(Dataset Opens)

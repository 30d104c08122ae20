//! Repository Module
//!
//! Read-only data access over the batch metadata tables.
//! Each repository reads one part of the schema through a checked-out
//! [`BatchConnection`](crate::db::BatchConnection) and maps rows to domain types.
//!
//! Columns are aliased in lower case so the same row types decode on
//! every backend.

pub mod job;
pub mod metadata;
pub mod statistics;
pub mod step;

// Re-export for convenience
pub use job as job_repository;
pub use metadata as metadata_repository;
pub use statistics as statistics_repository;
pub use step as step_repository;

/// Row cap for unfiltered listings of recent job executions
pub const RECENT_LIMIT: u32 = 100;

/// Row cap for filtered searches
pub const SEARCH_LIMIT: u32 = 500;

use chrono::NaiveDateTime;

use crate::query::SqlParam;

/// Parse an optional date filter, dropping values that do not parse
fn date_bound(
    value: Option<&str>,
    parse: fn(&str) -> Option<NaiveDateTime>,
    field: &str,
) -> Option<SqlParam> {
    let value = value?;
    match parse(value) {
        Some(at) => Some(SqlParam::Timestamp(at)),
        None => {
            tracing::debug!("Ignoring unparseable {} filter: '{}'", field, value);
            None
        }
    }
}
//! Commands module
//!
//! Defines all CLI commands and their handlers.

mod datasource;
mod date;
mod job;
mod stats;
mod step;

pub use datasource::DataSourceCommands;
pub use job::JobCommands;
pub use step::StepCommands;

use anyhow::Result;
use batchlens_engine::BatchMonitor;
use clap::Subcommand;
use colored::*;

use crate::config::Config;

/// Top-level CLI commands
#[derive(Subcommand)]
pub enum Commands {
    /// Data source management
    #[command(name = "datasource")]
    DataSource {
        #[command(subcommand)]
        command: DataSourceCommands,
    },
    /// Job execution queries
    Job {
        #[command(subcommand)]
        command: JobCommands,
    },
    /// Step execution queries
    Step {
        #[command(subcommand)]
        command: StepCommands,
    },
    /// Aggregate statistics for the selected data source
    Stats,
    /// Batch metadata tables present in the selected data source
    Tables,
    /// Check a date or date-time against the accepted formats
    CheckDate {
        /// Text to check
        text: String,
    },
}

/// Handle a CLI command
///
/// Routes the command to the appropriate handler module.
pub async fn handle_command(command: Commands, config: &Config) -> Result<()> {
    if let Commands::CheckDate { text } = &command {
        return date::check_date(text);
    }

    let monitor = config.open_monitor()?;
    tracing::debug!("Selected data source: {}", config.source);

    let result = run_command(command, &monitor, &config.source).await;

    monitor.shutdown().await;
    result
}

async fn run_command(command: Commands, monitor: &BatchMonitor, source: &str) -> Result<()> {
    match command {
        Commands::DataSource { command } => {
            datasource::handle_datasource_command(command, monitor).await
        }
        Commands::Job { command } => {
            require_source(monitor, source)?;
            job::handle_job_command(command, monitor, source).await
        }
        Commands::Step { command } => {
            require_source(monitor, source)?;
            step::handle_step_command(command, monitor, source).await
        }
        Commands::Stats => {
            require_source(monitor, source)?;
            stats::show_statistics(monitor, source).await
        }
        Commands::Tables => {
            require_source(monitor, source)?;
            stats::list_tables(monitor, source).await
        }
        Commands::CheckDate { text } => date::check_date(&text),
    }
}

/// Fail when `source` is not a registered data source id
///
/// The engine answers queries for unknown ids with empty results, which
/// would otherwise print as "nothing found".
fn require_source(monitor: &BatchMonitor, source: &str) -> Result<()> {
    if !monitor.registry().contains(source) {
        anyhow::bail!(
            "No data source with id '{}' (see `batchlens datasource list`)",
            source
        );
    }
    Ok(())
}

/// Color a batch status the way the job and step listings show it
pub(crate) fn colorize_status(status: Option<&str>) -> ColoredString {
    match status {
        Some("COMPLETED") => "COMPLETED".green(),
        Some("FAILED") => "FAILED".red(),
        Some(s @ ("STARTED" | "STARTING")) => s.cyan(),
        Some(s @ ("STOPPED" | "STOPPING" | "ABANDONED")) => s.yellow(),
        Some(other) => other.normal(),
        None => "-".dimmed(),
    }
}

/// Render an optional timestamp, `-` when absent
pub(crate) fn format_time(time: Option<chrono::NaiveDateTime>) -> String {
    time.map(|t| t.format("%Y-%m-%d %H:%M:%S").to_string())
        .unwrap_or_else(|| "-".to_string())
}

(Dataset Closes)

Exercise instructions: Count the lines of the data that hold the string "StepCommands". The answer should be that number alone.

Solved problem: 2